QUESTION

# Which of the following is the same as $40\div 15$?a)$5(10\div 3)$b)$(30\div 15)3$c)$5\div 5\times 8$d)$40\div (5\times 3)$

Hint: In this question, we should find out the expression given in the question. We should also find out the value of the expressions given in the options and check which of them match the value given in the question. The option whose value matches the value obtained in the question will be the correct answer to this question. We should use the BODMAS rule while solving the expressions.
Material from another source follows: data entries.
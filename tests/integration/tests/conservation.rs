//! Random operation sequences keep vaults, reserves and LP holdings in step
//!
//! Increase cases: PROPTEST_CASES=1000 cargo test -p pool-integration-tests

use pool_integration_tests::*;
use pool_model::{ReceiptStatus, ReconcileMode, RECONCILE_TIMEOUT_SECS};
use proptest::prelude::*;

const PROVIDERS: [[u8; 32]; 3] = [ALICE, BOB, CAROL];

#[derive(Debug, Clone)]
enum Op {
    Deposit { who: usize, a: u64, b: u64 },
    Withdraw { who: usize, pct: u64 },
    Initiate { who: usize, a: u64, b: u64 },
    Commit { who: usize },
    Settle { who: usize },
    Expire { who: usize },
}

fn op() -> impl Strategy<Value = Op> {
    prop_oneof![
        (0..3usize, 1u64..100_000, 1u64..100_000).prop_map(|(who, a, b)| Op::Deposit { who, a, b }),
        (0..3usize, 1u64..=100).prop_map(|(who, pct)| Op::Withdraw { who, pct }),
        (0..3usize, 1u64..100_000, 1u64..100_000).prop_map(|(who, a, b)| Op::Initiate { who, a, b }),
        (0..3usize).prop_map(|who| Op::Commit { who }),
        (0..3usize).prop_map(|who| Op::Settle { who }),
        (0..3usize).prop_map(|who| Op::Expire { who }),
    ]
}

fn pending_credit(h: &Harness) -> (u64, u64) {
    // Tokens in the vaults that are not reserves: gross pending deposits and
    // protocol fees of committed receipts awaiting settlement
    PROVIDERS.iter().fold((0, 0), |(a, b), p| {
        match h.find_deposit_receipt(*p) {
            Some(r) if r.status == ReceiptStatus::Pending as u8 => (a + r.amount_a, b + r.amount_b),
            Some(r) if r.status == ReceiptStatus::Committed as u8 => {
                (a + r.amount_a - r.credited_a, b + r.amount_b - r.credited_b)
            }
            _ => (a, b),
        }
    })
}

proptest! {
    #[test]
    fn vaults_track_reserves_and_lp_tracks_supply(
        trade in 0u16..200,
        protocol in 0u16..100,
        ops in prop::collection::vec(op(), 1..40),
    ) {
        let mut h = Harness::new(trade, protocol).unwrap();
        for p in PROVIDERS {
            h.open_ledger(p).unwrap();
        }

        for op in ops {
            let _ = match op {
                Op::Deposit { who, a, b } => h.deposit(PROVIDERS[who], a, b, 0).map(|_| ()),
                Op::Withdraw { who, pct } => {
                    let lp = h.lp_balance(PROVIDERS[who]) * pct / 100;
                    h.withdraw(PROVIDERS[who], lp, 0, 0).map(|_| ())
                }
                Op::Initiate { who, a, b } => h.initiate_deposit(PROVIDERS[who], a, b, 0).map(|_| ()),
                Op::Commit { who } => h.commit_deposit(PROVIDERS[who]).map(|_| ()),
                Op::Settle { who } => h.settle_deposit(PROVIDERS[who]).map(|_| ()),
                Op::Expire { who } => {
                    h.advance(RECONCILE_TIMEOUT_SECS);
                    h.reconcile_deposit(PROVIDERS[who], ReconcileMode::Refund, PROVIDERS[who]).map(|_| ())
                }
            };
            let (pa, pb) = pending_credit(&h);
            let pool = h.pool();
            let (va, vb) = h.vaults();
            prop_assert_eq!(va, pool.reserve_a + pa);
            prop_assert_eq!(vb, pool.reserve_b + pb);
        }

        // Settle everything that was committed, then LP must add up
        for p in PROVIDERS {
            let _ = h.settle_deposit(p);
        }
        let pool = h.pool();
        let held: u64 = PROVIDERS.iter().map(|p| h.lp_balance(*p)).sum();
        prop_assert_eq!(held, pool.total_lp_supply);
        let ledgers: u64 = PROVIDERS.iter().map(|p| h.ledger(*p).total_lp_tokens).sum();
        prop_assert_eq!(ledgers, pool.total_lp_supply);
    }
}
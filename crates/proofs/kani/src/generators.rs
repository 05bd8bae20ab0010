//! Generators for arbitrary pool state (for Kani)

#[cfg(kani)]
use kani::any;
use pool_model::*;

pub const POOL_KEY: Key = [9u8; 32];
pub const AUTHORITY: Key = [2u8; 32];
pub const PROVIDER: Key = [1u8; 32];

// Small bounds keep the SAT problem tractable
#[cfg(kani)]
const MAX_VAL: u64 = 100;

/// Empty pool with fixed keys and the given fees
pub fn fresh_pool(trade_fee_bps: u16, protocol_fee_bps: u16) -> Option<Pool> {
    let params = PoolParams {
        authority: AUTHORITY,
        pool_id: 1,
        name: "kani",
        max_aum_usd: 0,
        metadata_title: "",
        metadata_symbol: "",
        metadata_uri: "",
        trade_fee_bps,
        protocol_fee_bps,
        fee_recipient: [3u8; 32],
        lp_mint: [4u8; 32],
        token_a_mint: [5u8; 32],
        token_b_mint: [6u8; 32],
        token_a_vault: [7u8; 32],
        token_b_vault: [8u8; 32],
    };
    initialize_pool(&params, 0).ok()
}

/// Pool whose whole LP supply is held by the returned provider
#[cfg(kani)]
pub fn any_pool_with_holder() -> (Pool, LiquidityProvider) {
    let trade_raw: u8 = any();
    let protocol_raw: u8 = any();
    let mut pool = fresh_pool(trade_raw as u16 % 50, protocol_raw as u16 % 50).expect("fees below 100%");
    let mut holder = LiquidityProvider::new(PROVIDER);

    let seeded: bool = any();
    if seeded {
        let a = (any::<u8>() as u64 % MAX_VAL).max(1);
        let b = (any::<u8>() as u64 % MAX_VAL).max(1);
        let lp = (any::<u8>() as u64 % MAX_VAL).max(1);
        pool.reserve_a = a;
        pool.reserve_b = b;
        pool.total_lp_supply = lp;
        holder.positions.push(PoolPosition {
            pool: POOL_KEY,
            token_mint: pool.lp_mint,
            liquidity_amount: a + b,
            lp_tokens: lp,
        });
        holder.total_lp_tokens = lp;
        holder.total_liquidity_provided = a + b;
    }
    (pool, holder)
}

#[cfg(kani)]
pub fn any_amount() -> u64 {
    any::<u8>() as u64 % MAX_VAL
}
In this question, we have to use the BODMAS rule, that is in an expression, we should evaluate the terms in brackets, followed by the orders (power or square root), then division, multiplication, addition and subtraction respectively.
The expression given in the question is $40\div 15$. We can divide 40 by 15 in the following way
$\dfrac{40}{15}=\dfrac{30+10}{15}=\dfrac{30}{15}+\dfrac{10}{15}=2+\dfrac{2}{3}=2+0.66=2.66......................(1.1)$
Now, we should check the values obtained from the expressions given in the options
The value of the expression in option (a) is:
$5(10\div 3)=5\times \dfrac{10}{3}=\dfrac{50}{3}=16.66$
Which is not equal to the value given in the question (equation 1.1).
The value of the expression in option (b) is:
$(30\div 15)3=\dfrac{30}{15}\times 3=2\times 3=6$
Which is not equal to the value given in the question (equation 1.1).
The value of the expression in option (c) is:
$5\div 5\times 8=\dfrac{5}{5}\times 8=1\times 8=8$
Which is not equal to the value given in the question (equation 1.1).

The value of the expression in option (c) is:
$40\div (5\times 3)=\dfrac{40}{5\times 3}=\dfrac{40}{15}=40\div 15$
Which is the same expression as given in the question (equation 1.1).
Therefore, the correct option to this question should be option (d) which is the expression $40\div (5\times 3)$.

Note: We should be very careful to use the BODMAS rule. For example, in option (d), if we perform the division operation first without considering the brackets, then the obtained value (24) would be different from the actual value which matches the expression in the question.